Dans les débats parlementaires du printemps 1998, Mme Martine
Aubry, ministre de l'emploi et de la solidarité, assurait pouvoir
" compter " un par un les emplois créés, afin de
déterminer les " retours ".
Dans le cadre du présent projet de loi, il en va différemment.
Mme Martine Aubry se réfère désormais au seul
" retour "... de la croissance
193(
*
)
.
Votre rapporteur souhaite rappeler que les recettes de la
sécurité sociale et du régime d'assurance chômage
sont prélevées sur des entreprises, des salariés, des non
salariés et des inactifs (via la CSG sur les revenus du patrimoine et
les produits de placement) dans le but de financer la sécurité
sociale, et non de financer une politique de l'emploi. Les impositions
affectées à l'Etat (IRPP, IS, TVA, etc.) ont pour but de financer
une telle politique.
Il serait dangereux de croire qu'il s'agit de la même chose et de douter
de l'autonomie des finances sociales, en évoquant notamment tous les
flux de financement croisés entre l'Etat et la sécurité
sociale... à moins de souhaiter, bien évidemment,
l'étatisation de la sécurité sociale. Dans ce cas, et dans
ce cas seulement, il serait légitime de considérer que les
" finances budgétaires " et les " finances
sociales " sont parfaitement interchangeables.

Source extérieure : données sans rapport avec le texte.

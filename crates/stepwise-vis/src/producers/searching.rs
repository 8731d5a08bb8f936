//! Searching producers over an array of values.

use stepwise_trace::{Step, StepKind};

use super::Recorder;

pub(crate) fn linear(values: &[i64], target: i64) -> Vec<Step> {
    let mut rec = Recorder::default();
    rec.label("target", target.to_string());
    for (index, &value) in values.iter().enumerate() {
        rec.push(StepKind::Visit { node: index });
        if value == target {
            rec.note(StepKind::Found { index }, format!("found {target} at {index}"));
            return rec.finish();
        }
    }
    rec.note(StepKind::NotFound, format!("{target} is not present"));
    rec.finish()
}

/// Binary search; `values` must already be sorted.
pub(crate) fn binary(values: &[i64], target: i64) -> Vec<Step> {
    let mut rec = Recorder::default();
    rec.label("target", target.to_string());
    let (mut lo, mut hi) = (0, values.len());
    while lo < hi {
        rec.label("range", format!("[{lo}, {hi})"));
        let mid = lo + (hi - lo) / 2;
        rec.push(StepKind::Visit { node: mid });
        match values[mid].cmp(&target) {
            std::cmp::Ordering::Equal => {
                rec.note(StepKind::Found { index: mid }, format!("found {target} at {mid}"));
                return rec.finish();
            }
            std::cmp::Ordering::Less => lo = mid + 1,
            std::cmp::Ordering::Greater => hi = mid,
        }
    }
    rec.label("range", "");
    rec.note(StepKind::NotFound, format!("{target} is not present"));
    rec.finish()
}

#[cfg(test)]
mod tests {
    use super::*;

    fn last(steps: &[Step]) -> &StepKind {
        &steps.last().unwrap().kind
    }

    #[test]
    fn linear_stops_at_first_match() {
        let steps = linear(&[4, 7, 7, 1], 7);
        assert_eq!(last(&steps), &StepKind::Found { index: 1 });
        assert_eq!(steps.iter().filter(|s| s.kind.name() == "visit").count(), 2);
    }

    #[test]
    fn binary_halves_the_range() {
        let values: Vec<i64> = (0..64).collect();
        let steps = binary(&values, 63);
        assert_eq!(last(&steps), &StepKind::Found { index: 63 });
        let visits = steps.iter().filter(|s| s.kind.name() == "visit").count();
        assert!(visits <= 7, "{visits} visits");
    }

    #[test]
    fn absent_targets_end_in_not_found() {
        assert_eq!(last(&linear(&[1, 2], 5)), &StepKind::NotFound);
        assert_eq!(last(&binary(&[1, 2], 5)), &StepKind::NotFound);
        assert_eq!(last(&binary(&[], 5)), &StepKind::NotFound);
    }
}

Demander des contributions à la sécurité sociale et
à l'UNEDIC pour financer des allégements de charges et la
réduction du temps de travail est un détournement de
finalité.
Aucune concertation n'a eu lieu, pendant toute l'année 1998, entre
l'Etat et les partenaires sociaux. La loi de financement de la
sécurité sociale pour 1999 n'a pas comporté la disposition
annoncée, sans que le Gouvernement n'ait changé sa philosophie du
" recyclage " d'un iota
194(
*
)
.
Les régimes sociaux et les partenaires sociaux ont
réaffirmé en juillet et en septembre 1999 leur opposition
à cette contribution, en votant négativement, tant lors de
l'examen pour avis du projet de loi portant réduction
négociée du temps de travail que du projet de loi de financement
de la sécurité sociale. La presse s'est fait largement
l'écho de l'émoi des partenaires sociaux, la CFDT
précisant dans un communiqué que ce prélèvement
n'était pas " négociable ", le MEDEF annonçant
sa décision de quitter les organismes paritaires dans le cas d'une
" ponction " des régimes de sécurité sociale et
d'assurance chômage.
Le Gouvernement a pris le risque de mettre fin au paritarisme dans les
régimes sociaux, ce qui serait extrêmement grave.
Au surplus, ces contributions présentent le caractère
d'impositions. Le législateur est seul compétent pour fixer les
règles concernant
" l'assiette, le taux et les modalités
de recouvrement des impositions de toutes natures "
, selon l'article
34 de la Constitution du 4 octobre 1958.
Le projet de loi relatif à la réduction négociée du
temps de travail ne fixe aucune de ces règles, pas plus que le projet de
loi de financement de la sécurité sociale.
En cas d'échec -prévisible- des conventions, un décret en
Conseil d'Etat, suivi d'arrêtés ministériels, pris selon
l'imagination de leurs auteurs, constituerait le seul régime juridique
de ces contributions.
Inébranlable dans son raisonnement, et fort d'une " règle
de trois ", le Gouvernement ne s'apprêtait-il pas à violer la
Constitution, en opérant des
" prélèvements de
droit divin "
195(
*
)
sur
les régimes sociaux ?
Mais devant la pression des partenaires sociaux, le Gouvernement a
renoncé.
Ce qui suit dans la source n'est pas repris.